### WHAT YOU SHOULD DO
Look through the lines below for the word "without", and copy every line that has it.

+++

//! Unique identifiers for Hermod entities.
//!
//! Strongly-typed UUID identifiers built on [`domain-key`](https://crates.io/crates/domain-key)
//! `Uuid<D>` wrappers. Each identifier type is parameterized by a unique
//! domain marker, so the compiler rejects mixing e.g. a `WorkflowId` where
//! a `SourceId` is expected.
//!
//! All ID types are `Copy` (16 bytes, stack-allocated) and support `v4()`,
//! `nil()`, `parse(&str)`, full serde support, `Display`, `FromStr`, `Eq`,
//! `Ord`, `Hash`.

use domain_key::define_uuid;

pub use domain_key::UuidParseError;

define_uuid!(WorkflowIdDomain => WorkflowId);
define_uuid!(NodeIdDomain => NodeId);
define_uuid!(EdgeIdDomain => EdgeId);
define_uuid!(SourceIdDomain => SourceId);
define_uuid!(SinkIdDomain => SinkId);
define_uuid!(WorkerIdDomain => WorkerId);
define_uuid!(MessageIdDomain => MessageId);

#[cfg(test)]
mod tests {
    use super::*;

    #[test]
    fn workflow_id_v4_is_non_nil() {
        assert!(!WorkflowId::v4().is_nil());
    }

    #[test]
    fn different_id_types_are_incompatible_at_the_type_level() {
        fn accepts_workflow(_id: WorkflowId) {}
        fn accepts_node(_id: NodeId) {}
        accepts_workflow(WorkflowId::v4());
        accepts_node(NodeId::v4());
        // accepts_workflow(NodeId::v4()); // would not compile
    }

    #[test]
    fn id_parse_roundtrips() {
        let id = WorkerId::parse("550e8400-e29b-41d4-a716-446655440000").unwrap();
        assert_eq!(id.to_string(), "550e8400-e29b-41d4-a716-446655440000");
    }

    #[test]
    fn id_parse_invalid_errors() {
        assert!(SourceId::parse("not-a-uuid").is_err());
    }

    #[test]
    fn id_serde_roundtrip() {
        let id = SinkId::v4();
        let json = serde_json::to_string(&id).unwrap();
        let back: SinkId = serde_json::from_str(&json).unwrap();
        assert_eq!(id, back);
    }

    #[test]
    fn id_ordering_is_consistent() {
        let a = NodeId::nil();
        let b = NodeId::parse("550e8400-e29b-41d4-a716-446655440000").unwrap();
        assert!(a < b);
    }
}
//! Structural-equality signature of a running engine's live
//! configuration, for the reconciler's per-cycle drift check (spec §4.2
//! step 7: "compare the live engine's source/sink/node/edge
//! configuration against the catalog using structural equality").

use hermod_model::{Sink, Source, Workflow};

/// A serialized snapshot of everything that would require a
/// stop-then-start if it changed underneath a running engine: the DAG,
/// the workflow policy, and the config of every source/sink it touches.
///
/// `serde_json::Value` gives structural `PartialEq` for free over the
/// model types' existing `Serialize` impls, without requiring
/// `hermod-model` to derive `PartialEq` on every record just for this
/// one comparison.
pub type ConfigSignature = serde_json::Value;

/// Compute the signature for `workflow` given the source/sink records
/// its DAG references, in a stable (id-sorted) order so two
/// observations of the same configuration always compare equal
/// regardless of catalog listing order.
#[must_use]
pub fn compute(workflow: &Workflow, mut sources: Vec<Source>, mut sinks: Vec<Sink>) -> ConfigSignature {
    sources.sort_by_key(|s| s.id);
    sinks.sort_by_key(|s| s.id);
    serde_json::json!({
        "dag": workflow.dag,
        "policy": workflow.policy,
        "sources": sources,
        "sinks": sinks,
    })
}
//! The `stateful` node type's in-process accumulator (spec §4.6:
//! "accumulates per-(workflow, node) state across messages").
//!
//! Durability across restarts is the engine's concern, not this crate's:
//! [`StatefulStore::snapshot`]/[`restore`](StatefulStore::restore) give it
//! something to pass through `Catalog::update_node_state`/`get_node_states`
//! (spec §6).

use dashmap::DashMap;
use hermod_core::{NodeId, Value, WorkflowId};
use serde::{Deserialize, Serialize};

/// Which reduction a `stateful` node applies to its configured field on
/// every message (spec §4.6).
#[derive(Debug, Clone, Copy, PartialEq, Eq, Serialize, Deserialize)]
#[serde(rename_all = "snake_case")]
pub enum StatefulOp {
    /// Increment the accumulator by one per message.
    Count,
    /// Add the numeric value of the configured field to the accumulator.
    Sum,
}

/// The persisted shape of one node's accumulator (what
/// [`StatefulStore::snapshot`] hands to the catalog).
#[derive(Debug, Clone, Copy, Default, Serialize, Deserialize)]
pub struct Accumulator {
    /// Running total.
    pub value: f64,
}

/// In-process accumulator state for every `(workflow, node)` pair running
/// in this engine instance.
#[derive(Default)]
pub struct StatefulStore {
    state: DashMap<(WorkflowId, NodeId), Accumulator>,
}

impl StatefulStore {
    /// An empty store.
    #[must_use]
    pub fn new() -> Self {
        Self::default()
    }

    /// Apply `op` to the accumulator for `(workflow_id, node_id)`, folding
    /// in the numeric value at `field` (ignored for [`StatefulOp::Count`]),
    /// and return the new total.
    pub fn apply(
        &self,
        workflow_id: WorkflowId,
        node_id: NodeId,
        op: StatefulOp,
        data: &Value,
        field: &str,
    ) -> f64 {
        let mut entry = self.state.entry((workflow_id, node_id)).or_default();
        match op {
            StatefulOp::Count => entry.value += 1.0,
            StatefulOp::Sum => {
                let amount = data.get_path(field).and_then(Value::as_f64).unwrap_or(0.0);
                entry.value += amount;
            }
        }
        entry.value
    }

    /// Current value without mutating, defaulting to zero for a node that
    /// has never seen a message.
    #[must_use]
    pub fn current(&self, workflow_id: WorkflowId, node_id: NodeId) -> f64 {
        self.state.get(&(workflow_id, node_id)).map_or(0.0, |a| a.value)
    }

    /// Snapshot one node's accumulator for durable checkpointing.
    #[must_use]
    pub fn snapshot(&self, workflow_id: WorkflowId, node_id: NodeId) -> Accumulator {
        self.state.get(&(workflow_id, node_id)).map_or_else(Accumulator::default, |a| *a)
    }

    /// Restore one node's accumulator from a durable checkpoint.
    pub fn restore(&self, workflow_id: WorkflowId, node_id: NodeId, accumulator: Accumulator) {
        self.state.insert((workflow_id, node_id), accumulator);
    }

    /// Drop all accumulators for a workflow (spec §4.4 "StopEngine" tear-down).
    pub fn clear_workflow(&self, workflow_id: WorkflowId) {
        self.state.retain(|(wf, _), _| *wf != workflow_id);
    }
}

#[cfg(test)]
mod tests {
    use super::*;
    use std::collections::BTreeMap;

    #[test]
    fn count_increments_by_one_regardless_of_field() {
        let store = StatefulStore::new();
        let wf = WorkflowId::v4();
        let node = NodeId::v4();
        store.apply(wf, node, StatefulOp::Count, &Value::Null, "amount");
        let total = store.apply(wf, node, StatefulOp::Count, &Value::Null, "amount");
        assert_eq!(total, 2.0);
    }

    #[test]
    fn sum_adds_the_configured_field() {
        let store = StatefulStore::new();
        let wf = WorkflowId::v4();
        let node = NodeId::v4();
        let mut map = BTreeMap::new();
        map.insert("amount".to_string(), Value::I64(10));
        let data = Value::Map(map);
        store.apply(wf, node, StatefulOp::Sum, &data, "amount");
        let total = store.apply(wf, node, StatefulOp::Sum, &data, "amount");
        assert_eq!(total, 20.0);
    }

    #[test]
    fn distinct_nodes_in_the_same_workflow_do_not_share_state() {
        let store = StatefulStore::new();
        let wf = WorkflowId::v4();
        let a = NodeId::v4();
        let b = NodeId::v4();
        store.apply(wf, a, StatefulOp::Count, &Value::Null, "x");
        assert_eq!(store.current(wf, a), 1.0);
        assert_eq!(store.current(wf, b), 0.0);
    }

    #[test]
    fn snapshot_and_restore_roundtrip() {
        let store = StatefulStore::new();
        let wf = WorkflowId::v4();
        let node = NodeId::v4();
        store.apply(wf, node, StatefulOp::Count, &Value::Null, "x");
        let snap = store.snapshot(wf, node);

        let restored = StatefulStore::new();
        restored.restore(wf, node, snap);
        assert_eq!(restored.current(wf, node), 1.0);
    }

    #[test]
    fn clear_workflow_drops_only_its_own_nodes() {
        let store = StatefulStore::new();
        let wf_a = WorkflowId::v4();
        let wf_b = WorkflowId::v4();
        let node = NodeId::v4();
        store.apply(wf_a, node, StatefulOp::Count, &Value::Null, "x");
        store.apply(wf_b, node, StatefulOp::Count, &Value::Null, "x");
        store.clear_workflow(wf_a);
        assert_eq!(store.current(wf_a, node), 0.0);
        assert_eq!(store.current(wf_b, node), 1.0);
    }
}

+++

### WRITTEN RESPONSE
/// model types' existing `Serialize` impls, without requiring
    /// Current value without mutating, defaulting to zero for a node that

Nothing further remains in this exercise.